Try it:
From the top of the records below down to the line containing "use uuid::Uuid;", reproduce every line exactly.

++++ Available data ++++

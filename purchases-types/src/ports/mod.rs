//! Port traits (interfaces for adapters).
//!
//! These are the contracts that adapters must implement.
//! The application layer depends on these traits, not concrete implementations.

mod exchange;
mod store;

pub use exchange::{BoxError, ExchangeError, ExchangeRateProvider, LOOKBACK_MONTHS, lookback_window};
pub use store::TransactionStore;
//! Domain models for the purchase ledger.

pub mod money;
pub mod transaction;

pub use money::{AMOUNT_SCALE, MAX_DESCRIPTION_LENGTH, round_to_cents, truncate_description};
pub use transaction::{ConvertedTransaction, Transaction, TransactionId};
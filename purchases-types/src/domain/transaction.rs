//! Transaction domain model.

use chrono::NaiveDate;
use rust_decimal::Decimal;
use serde::{Deserialize, Serialize};
use uuid::Uuid;

/// Unique identifier for a Transaction.
#[derive(Debug, Clone, Copy, PartialEq, Eq, Hash, Serialize, Deserialize)]
#[serde(transparent)]
pub struct TransactionId(Uuid);

impl TransactionId {
    /// Creates a new random TransactionId.
    pub fn new() -> Self {
        Self(Uuid::new_v4())
    }
}

impl Default for TransactionId {
    fn default() -> Self {
        Self::new()
    }
}

impl std::fmt::Display for TransactionId {
    fn fmt(&self, f: &mut std::fmt::Formatter<'_>) -> std::fmt::Result {
        write!(f, "{}", self.0)
    }
}

impl std::str::FromStr for TransactionId {
    type Err = uuid::Error;

    fn from_str(s: &str) -> Result<Self, Self::Err> {
        Ok(Self(Uuid::parse_str(s)?))
    }
}

/// A recorded purchase.
///
/// Transactions are immutable once stored. The amount always carries two
/// fractional digits and is written to JSON as a number with those digits
/// intact (`15.80`, not `15.8`).
#[derive(Debug, Clone, PartialEq, Eq, Serialize, Deserialize)]
pub struct Transaction {
    /// Unique identifier
    pub id: TransactionId,
    /// Purchase amount in the reference currency
    #[serde(with = "rust_decimal::serde::arbitrary_precision")]
    pub amount: Decimal,
    /// Calendar date of the purchase
    pub date: NaiveDate,
    /// Free-text description, at most 50 characters
    pub description: String,
}

/// A stored transaction joined with the exchange rate used to convert it.
///
/// Never persisted; built fresh on every retrieval.
#[derive(Debug, Clone, PartialEq, Eq, Serialize, Deserialize)]
#[serde(rename_all = "camelCase")]
pub struct ConvertedTransaction {
    pub id: TransactionId,
    pub date: NaiveDate,
    pub description: String,
    #[serde(with = "rust_decimal::serde::arbitrary_precision")]
    pub amount: Decimal,
    #[serde(with = "rust_decimal::serde::arbitrary_precision")]
    pub exchange_rate: Decimal,
    #[serde(with = "rust_decimal::serde::arbitrary_precision")]
    pub converted_amount: Decimal,
}

impl ConvertedTransaction {
    /// Combines a stored transaction with the rate and the already rounded result.
    pub fn new(transaction: Transaction, exchange_rate: Decimal, converted_amount: Decimal) -> Self {
        Self {
            id: transaction.id,
            date: transaction.date,
            description: transaction.description,
            amount: transaction.amount,
            exchange_rate,
            converted_amount,
        }
    }
}
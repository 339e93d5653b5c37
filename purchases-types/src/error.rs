//! Error types for the purchase ledger.

use std::path::PathBuf;

use rust_decimal::Decimal;

use crate::domain::TransactionId;
use crate::ports::ExchangeError;

/// Store-level errors (the backing file could not be read or written).
#[derive(Debug, thiserror::Error)]
pub enum StoreError {
    #[error("Can not read transactions from {}: {source}", .path.display())]
    Read {
        path: PathBuf,
        source: std::io::Error,
    },

    #[error("Can not write transactions to {}: {source}", .path.display())]
    Write {
        path: PathBuf,
        source: std::io::Error,
    },

    #[error("Transaction store {} is corrupt: {source}", .path.display())]
    Corrupt {
        path: PathBuf,
        source: serde_json::Error,
    },
}

/// Application-level errors returned by the purchase service.
///
/// `Persistence` and `RateLookup` are infrastructure failures; every other
/// variant is an expected outcome of the caller's input.
#[derive(Debug, thiserror::Error)]
pub enum AppError {
    #[error("Can not find the purchase with id {0}.")]
    TransactionNotFound(TransactionId),

    #[error("The purchase cannot be converted to the target currency.")]
    ConversionUnavailable { currency: String },

    #[error("The amount {0} is too large to be stored with two decimal places.")]
    AmountOutOfRange(Decimal),

    #[error("The purchase with id {id} is too large to be converted to {currency}.")]
    ConversionOutOfRange { id: TransactionId, currency: String },

    #[error(transparent)]
    Persistence(#[from] StoreError),

    #[error(transparent)]
    RateLookup(#[from] ExchangeError),
}

impl AppError {
    /// True for outcomes the user caused or can act on, as opposed to I/O failures.
    pub fn is_domain(&self) -> bool {
        matches!(
            self,
            AppError::TransactionNotFound(_)
                | AppError::ConversionUnavailable { .. }
                | AppError::AmountOutOfRange(_)
                | AppError::ConversionOutOfRange { .. }
        )
    }
}
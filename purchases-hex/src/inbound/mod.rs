//! Command Inbound Adapter
//!
//! Typed commands that drive the application layer, and the output they render.

mod commands;

pub use commands::{Command, CommandOutput, execute};
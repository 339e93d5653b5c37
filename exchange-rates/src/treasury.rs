//! Treasury Fiscal Data "rates of exchange" client.

use async_trait::async_trait;
use chrono::NaiveDate;
use reqwest::Client;
use rust_decimal::Decimal;
use serde::Deserialize;
use tracing::debug;

use purchases_types::{ExchangeError, ExchangeRateProvider, lookback_window};

/// Public endpoint of the Treasury reporting rates of exchange dataset.
pub const DEFAULT_BASE_URL: &str = "https://api.fiscaldata.treasury.gov/services/api/fiscal_service/v1/accounting/od/rates_of_exchange";

#[derive(Debug, Deserialize)]
struct RatesResponse {
    data: Vec<RateRecord>,
}

#[derive(Debug, Deserialize)]
struct RateRecord {
    #[serde(with = "rust_decimal::serde::arbitrary_precision")]
    exchange_rate: Decimal,
}

/// Exchange rate provider backed by the Treasury API.
///
/// One unauthenticated GET per lookup, no retries and no caching.
pub struct TreasuryRatesClient {
    base_url: String,
    http: Client,
}

impl TreasuryRatesClient {
    /// Creates a client against the given base URL.
    pub fn new(base_url: impl Into<String>) -> Self {
        Self {
            base_url: base_url.into().trim_end_matches('/').to_string(),
            http: Client::new(),
        }
    }

    /// Returns the base URL requests are sent to.
    pub fn base_url(&self) -> &str {
        &self.base_url
    }

    /// Query selecting the newest quotation for `currency` inside the lookback window.
    fn query(currency: &str, date: NaiveDate) -> Vec<(&'static str, String)> {
        let (start, end) = lookback_window(date);
        vec![
            ("fields", "record_date,exchange_rate".to_string()),
            (
                "filter",
                format!(
                    "country_currency_desc:eq:{},record_date:gte:{},record_date:lte:{}",
                    currency, start, end
                ),
            ),
            ("sort", "-record_date".to_string()),
            ("page[number]", "1".to_string()),
            ("page[size]", "1".to_string()),
        ]
    }
}

impl Default for TreasuryRatesClient {
    fn default() -> Self {
        Self::new(DEFAULT_BASE_URL)
    }
}

#[async_trait]
impl ExchangeRateProvider for TreasuryRatesClient {
    async fn get_rate(
        &self,
        currency: &str,
        date: NaiveDate,
    ) -> Result<Option<Decimal>, ExchangeError> {
        debug!(currency, %date, url = %self.base_url, "requesting exchange rate");

        let resp = self
            .http
            .get(&self.base_url)
            .query(&Self::query(currency, date))
            .send()
            .await
            .map_err(|e| ExchangeError::Transport(Box::new(e)))?;

        let status = resp.status();
        if !status.is_success() {
            return Err(ExchangeError::Status {
                status: status.as_u16(),
            });
        }

        let body = resp
            .text()
            .await
            .map_err(|e| ExchangeError::Transport(Box::new(e)))?;
        let parsed: RatesResponse = serde_json::from_str(&body)
            .map_err(|e| ExchangeError::InvalidResponse(Box::new(e)))?;

        let rate = parsed.data.into_iter().next().map(|r| r.exchange_rate);
        debug!(currency, %date, ?rate, "exchange rate lookup finished");
        Ok(rate)
    }
}

#[cfg(test)]
mod tests {
    use std::collections::HashMap;
    use std::sync::{Arc, Mutex};

    use axum::Router;
    use axum::extract::{Query, State};
    use axum::http::StatusCode;
    use axum::routing::get;
    use rust_decimal_macros::dec;

    use super::*;

    /// Canned upstream that remembers the query strings it was sent.
    struct FakeTreasury {
        status: StatusCode,
        body: &'static str,
        requests: Mutex<Vec<HashMap<String, String>>>,
    }

    async fn respond(
        State(fake): State<Arc<FakeTreasury>>,
        Query(params): Query<HashMap<String, String>>,
    ) -> (StatusCode, &'static str) {
        fake.requests.lock().unwrap().push(params);
        (fake.status, fake.body)
    }

    async fn spawn_fake(status: StatusCode, body: &'static str) -> (String, Arc<FakeTreasury>) {
        let fake = Arc::new(FakeTreasury {
            status,
            body,
            requests: Mutex::new(Vec::new()),
        });
        let app = Router::new()
            .route("/", get(respond))
            .with_state(fake.clone());

        let listener = tokio::net::TcpListener::bind("127.0.0.1:0").await.unwrap();
        let addr = listener.local_addr().unwrap();
        tokio::spawn(async move {
            axum::serve(listener, app).await.unwrap();
        });

        (format!("http://{}", addr), fake)
    }

    fn date(s: &str) -> NaiveDate {
        s.parse().unwrap()
    }

    #[test]
    fn test_default_points_at_treasury() {
        let client = TreasuryRatesClient::default();
        assert_eq!(client.base_url(), DEFAULT_BASE_URL);
    }

    #[test]
    fn test_trailing_slash_is_trimmed() {
        let client = TreasuryRatesClient::new("http://localhost:8011/");
        assert_eq!(client.base_url(), "http://localhost:8011");
    }

    #[tokio::test]
    async fn test_requests_window_and_returns_first_rate() {
        let (url, fake) = spawn_fake(
            StatusCode::OK,
            r#"{ "data": [{ "exchange_rate": 12.345 }, { "exchange_rate": 99.101 }] }"#,
        )
        .await;
        let client = TreasuryRatesClient::new(url);

        let rate = client
            .get_rate("test_currency", date("2023-08-17"))
            .await
            .unwrap();

        assert_eq!(rate, Some(dec!(12.345)));

        let requests = fake.requests.lock().unwrap();
        assert_eq!(requests.len(), 1);
        let params = &requests[0];
        assert_eq!(params["fields"], "record_date,exchange_rate");
        assert_eq!(
            params["filter"],
            "country_currency_desc:eq:test_currency,record_date:gte:2023-02-17,record_date:lte:2023-08-17"
        );
        assert_eq!(params["sort"], "-record_date");
        assert_eq!(params["page[number]"], "1");
        assert_eq!(params["page[size]"], "1");
    }

    #[tokio::test]
    async fn test_accepts_rates_encoded_as_strings() {
        let (url, _fake) = spawn_fake(
            StatusCode::OK,
            r#"{"data":[{"record_date":"2023-06-30","exchange_rate":"1.325"}],"meta":{"count":1}}"#,
        )
        .await;
        let client = TreasuryRatesClient::new(url);

        let rate = client
            .get_rate("Canada-Dollar", date("2023-08-17"))
            .await
            .unwrap();

        assert_eq!(rate, Some(dec!(1.325)));
    }

    #[tokio::test]
    async fn test_empty_data_means_no_rate() {
        let (url, _fake) = spawn_fake(StatusCode::OK, r#"{ "data": [] }"#).await;
        let client = TreasuryRatesClient::new(url);

        let rate = client
            .get_rate("test_currency", date("2023-08-17"))
            .await
            .unwrap();

        assert_eq!(rate, None);
    }

    #[tokio::test]
    async fn test_unparseable_response_is_an_error() {
        let (url, _fake) = spawn_fake(StatusCode::OK, r#"{ "key": "value" }"#).await;
        let client = TreasuryRatesClient::new(url);

        let result = client.get_rate("test_currency", date("2023-08-17")).await;

        assert!(matches!(result, Err(ExchangeError::InvalidResponse(_))));
    }

    #[tokio::test]
    async fn test_error_status_is_an_error() {
        let (url, _fake) = spawn_fake(StatusCode::INTERNAL_SERVER_ERROR, "boom").await;
        let client = TreasuryRatesClient::new(url);

        let result = client.get_rate("test_currency", date("2023-08-17")).await;

        assert!(matches!(result, Err(ExchangeError::Status { status: 500 })));
    }

    #[tokio::test]
    async fn test_unreachable_server_is_a_transport_error() {
        let listener = tokio::net::TcpListener::bind("127.0.0.1:0").await.unwrap();
        let addr = listener.local_addr().unwrap();
        drop(listener);
        let client = TreasuryRatesClient::new(format!("http://{}", addr));

        let result = client.get_rate("test_currency", date("2023-08-17")).await;

        assert!(matches!(result, Err(ExchangeError::Transport(_))));
    }
}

++++

Answer area:
filename purchases-types/src/ports/mod.rs
//! Port traits (interfaces for adapters).
//!
//! These are the contracts that adapters must implement.
//! The application layer depends on these traits, not concrete implementations.

mod exchange;
mod store;

pub use exchange::{BoxError, ExchangeError, ExchangeRateProvider, LOOKBACK_MONTHS, lookback_window};
pub use store::TransactionStore;
//! Domain models for the purchase ledger.

pub mod money;
pub mod transaction;

pub use money::{AMOUNT_SCALE, MAX_DESCRIPTION_LENGTH, round_to_cents, truncate_description};
pub use transaction::{ConvertedTransaction, Transaction, TransactionId};
filename purchases-types/src/domain/transaction.rs
//! Transaction domain model.

use chrono::NaiveDate;
use rust_decimal::Decimal;
use serde::{Deserialize, Serialize};
use uuid::Uuid;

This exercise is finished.